Podstawową wadą pasywnych układów PFC jest to, że są one źródłem niepotrzebnych strat energii w samym zasilaczu. Przyczyniają się zatem do spadku sprawności urządzenia i zwiększają ilości wydzielanego w nim ciepła. Dodatkowo cewki o dużej indukcyjności budowane są z wykorzystaniem rdzeni ferromagnetycznych lub blaszkowych (tak jak w transformatorze), a te potrafią wpaść w rezonans. Rdzeń taki sprawia, że zasilacz może stać się źródłem nieprzyjemnego pisku o wysokiej częstotliwości.
Zjawisko występowania mocy biernej w zasilaczu jest niekorzystne, jednak nie dla nas, użytkowników, ale dla dostawców energii elektrycznej. Odkładająca się w elektrowni moc bierna jest bowiem główną przyczyną występowania sporych strat energii. Może też doprowadzić do zaburzeń w pracy sieci energetycznej. Aby zminimalizować skutki występowania mocy biernej, w krajach Unii Europejskiej wprowadzono w życie dyrektywę przedstawioną w normie EN61000-3-2, którą to objęte są wszystkie zasilacze sieciowe o mocy od 75 do 1000 W.

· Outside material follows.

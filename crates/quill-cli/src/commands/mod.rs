pub mod init;
pub mod pages;
pub mod serve;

Wspomniana dyrektywa nakłada na producentów zasilaczy obowiązek stosowania układów poprawiających współczynnik mocy. Będąc członkiem Unii Europejskiej, nasz kraj musi się również stosować do tych norm i obecnie każdy nowy, nie tylko komputerowy zasilacz sprzedawany w Polsce powinien mieć wbudowane układy PFC. Norma nie wymaga, aby zasilacz redukował całą moc bierną, ważne jest jedynie to, aby producent starał się ją zminimalizować. Zasilacze z pasywnym układem korekcji współczynnika mocy są urządzeniami spełniającymi te wymagania, a ponieważ jednocześnie są one tańsze, spotyka się je najczęściej.

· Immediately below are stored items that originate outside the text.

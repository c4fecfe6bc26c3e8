//! Error and interrupt types for response generation.

use std::fmt;

use thiserror::Error;

/// Result type alias for response operations that can only fail.
pub type ResponseResult<T> = Result<T, ResponseError>;

/// Result type alias for page code, which can fail or redirect.
pub type PageResult<T = ()> = Result<T, Abort>;

/// Errors that can occur while generating a response.
///
/// Everything except [`ResponseError::Transport`] is a precondition
/// violation by the caller and leaves the buffer stack untouched.
#[derive(Debug, Error)]
pub enum ResponseError {
    #[error("buffer stack is empty: pop() without a matching push()")]
    EmptyStack,

    #[error("invalid arguments: {0}")]
    InvalidArguments(String),

    #[error("expected {expected} as argument {position}, got {found}")]
    ArgumentType {
        /// 1-indexed argument position.
        position: usize,
        expected: &'static str,
        found: &'static str,
    },

    #[error("{class} has no member named {name:?}")]
    UnknownMember { class: &'static str, name: String },

    #[error("transport failure: {0}")]
    Transport(#[from] std::io::Error),
}

impl ResponseError {
    /// Whether this error is a caller mistake rather than a transport failure.
    pub fn is_precondition(&self) -> bool {
        !matches!(self, ResponseError::Transport(_))
    }
}

/// Request to abandon the current response and redirect the client.
#[derive(Debug, Clone, PartialEq, Eq)]
pub struct Redirect {
    target: String,
}

impl Redirect {
    pub fn new(target: impl Into<String>) -> Self {
        Self {
            target: target.into(),
        }
    }

    pub fn target(&self) -> &str {
        &self.target
    }

    pub fn into_target(self) -> String {
        self.target
    }
}

/// Reasons page code stops before finishing normally.
///
/// `Redirect` is not a failure. It unwinds through every layer of page
/// code exactly like an error so that `?` carries it to the request
/// boundary, but the boundary answers it with a redirect response.
#[derive(Debug)]
pub enum Abort {
    Redirect(Redirect),
    Failed(ResponseError),
}

impl Abort {
    pub fn is_redirect(&self) -> bool {
        matches!(self, Abort::Redirect(_))
    }

    pub fn redirect_target(&self) -> Option<&str> {
        match self {
            Abort::Redirect(r) => Some(r.target()),
            Abort::Failed(_) => None,
        }
    }
}

impl From<ResponseError> for Abort {
    fn from(err: ResponseError) -> Self {
        Abort::Failed(err)
    }
}

impl From<Redirect> for Abort {
    fn from(redirect: Redirect) -> Self {
        Abort::Redirect(redirect)
    }
}

impl fmt::Display for Abort {
    fn fmt(&self, f: &mut fmt::Formatter<'_>) -> fmt::Result {
        match self {
            Abort::Redirect(r) => write!(f, "redirect to {}", r.target()),
            Abort::Failed(e) => write!(f, "{e}"),
        }
    }
}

Inaczej rzecz ujmując wywalenie PFC naruszeniem dyrektywy unijnej.
Figi - 16 Kwi 2008 21:20
Wspomniana dyrektywa nakłada na producentów zasilaczy obowiązek stosowania układów poprawiających współczynnik mocy. Będąc członkiem Unii Europejskiej, nasz kraj musi się również stosować do tych norm i obecnie każdy nowy, nie tylko komputerowy zasilacz sprzedawany w Polsce powinien mieć wbudowane układy PFC. No właśnie. Na producentów zasilaczy, a nie na nas - użytkowników.
migol21 - 16 Kwi 2008 21:23
To kwestia ujęcia prawnego jeśli dokonujesz zmian modyfikacji zasilacza musisz to robić zgodnie z prawem a więc nie możesz np. dokonywać zmian które by to prawo naruszały w tym np. powodowały zagrożenie życia czy też powodowały zakłócenia sieci energetycznej.

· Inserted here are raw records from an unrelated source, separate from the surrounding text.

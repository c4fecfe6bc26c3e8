//! Full-stack tests: raw HTTP/1.1 over TCP against a running trigger.

use std::net::SocketAddr;
use std::sync::Arc;

use quill_response::{CookieOptions, MemoryTransport, PageResult, ResponseBuffer};
use quill_trigger::{HttpTrigger, PageHandler, PageRequest, TriggerOptions};
use tokio::io::{AsyncReadExt, AsyncWriteExt};
use tokio::net::{TcpListener, TcpStream};

fn site() -> PageHandler {
    Arc::new(|req: &PageRequest, res: &ResponseBuffer<MemoryTransport>| -> PageResult {
        match req.path() {
            "/old" => {
                res.write(&["this never reaches the client"])?;
                res.redirect("/new")
            }
            "/login" => {
                res.set_cookie("sid", "abc", CookieOptions::new().ttl_days(2))?;
                res.set_cookie("flash", "", CookieOptions::new().expire_now())?;
                res.redirect("/")
            }
            _ => {
                res.push();
                res.write(&["body", "of", req.path()])?;
                let body = res.pop()?;
                res.writeln(&["<main>"])?;
                res.write_str(&body)?;
                res.writeln(&["", "</main>"])?;
                Ok(())
            }
        }
    })
}

async fn start() -> (SocketAddr, tokio::sync::watch::Sender<bool>, tokio::task::JoinHandle<anyhow::Result<()>>) {
    let listener = TcpListener::bind("127.0.0.1:0").await.unwrap();
    let addr = listener.local_addr().unwrap();
    let trigger = HttpTrigger::new(addr, site(), TriggerOptions::default());
    let (tx, rx) = tokio::sync::watch::channel(false);
    let server = tokio::spawn(async move { trigger.serve_on(listener, rx).await });
    (addr, tx, server)
}

async fn get(addr: SocketAddr, path: &str) -> String {
    let mut stream = TcpStream::connect(addr).await.unwrap();
    let request = format!("GET {path} HTTP/1.1\r\nHost: localhost\r\nConnection: close\r\n\r\n");
    stream.write_all(request.as_bytes()).await.unwrap();
    let mut raw = Vec::new();
    stream.read_to_end(&mut raw).await.unwrap();
    String::from_utf8(raw).unwrap()
}

#[tokio::test]
async fn page_body_is_composed_from_buffers() {
    let (addr, tx, server) = start().await;

    let resp = get(addr, "/docs").await;
    assert!(resp.starts_with("HTTP/1.1 200 OK"), "{resp}");
    assert!(resp.to_ascii_lowercase().contains("content-type: text/html; charset=utf-8"));
    assert!(resp.ends_with("<main>\r\nbody of /docs </main>\r\n"), "{resp}");

    tx.send(true).unwrap();
    server.await.unwrap().unwrap();
}

#[tokio::test]
async fn redirect_sends_location_without_aborted_output() {
    let (addr, tx, server) = start().await;

    let resp = get(addr, "/old").await;
    assert!(resp.starts_with("HTTP/1.1 302 Found"), "{resp}");
    assert!(resp.to_ascii_lowercase().contains("location: /new"));
    assert!(!resp.contains("never reaches"));

    tx.send(true).unwrap();
    server.await.unwrap().unwrap();
}

#[tokio::test]
async fn cookies_survive_redirect() {
    let (addr, tx, server) = start().await;

    let resp = get(addr, "/login").await;
    let lower = resp.to_ascii_lowercase();
    assert!(lower.contains("set-cookie: sid=abc; max-age=172800; path=/"), "{resp}");
    assert!(lower.contains("set-cookie: flash=; max-age=0; path=/"), "{resp}");
    assert!(lower.contains("location: /\r\n"), "{resp}");

    tx.send(true).unwrap();
    server.await.unwrap().unwrap();
}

Głowy nie dam bo to bardziej pytanie do prawnika.
Z elektryki wiem iż urządzenia wpięte w sieć energetyczna muszą być zgodne z normami polskimi BHP i prawem . Do urządzeń zalicza sie również instalację elektryczną i urządzenia w nią wpięte.
Figi - 16 Kwi 2008 21:49
Prawo unijne zabrania sprzedaży zasilaczy bez PFC, ale nic mi nie wiadomo o tym, żeby jakiekolwiek przepisy nakładały na mnie - jako na zwykłego użytkownika, konieczność stosowania zasilaczy z PFC.
kondensator - 16 Kwi 2008 21:50
Mam zamiar wymontować PFC z zasilacza Codegen 350W ATX 2.03(P4) Model: 200X Pomysł godny towarzysza Gomółki. On też promował "oszczędności" których
skutki są do dziś i jeszcze długo będą (aluminiowe instalacje TN-C...).
O skutkach "usprawniacze-oszczędzacze" nie myślą (tanie chińskie
świetłówki, "uproszczone" telewizory, falowniki podłączane nieekranowanymi
przewodami itd...). Wystarczy poczytać np. na Elektrodzie ile problemów
(nie tylko z zakłóceniami odbioru/łączności) powodują takie "oszczędności"...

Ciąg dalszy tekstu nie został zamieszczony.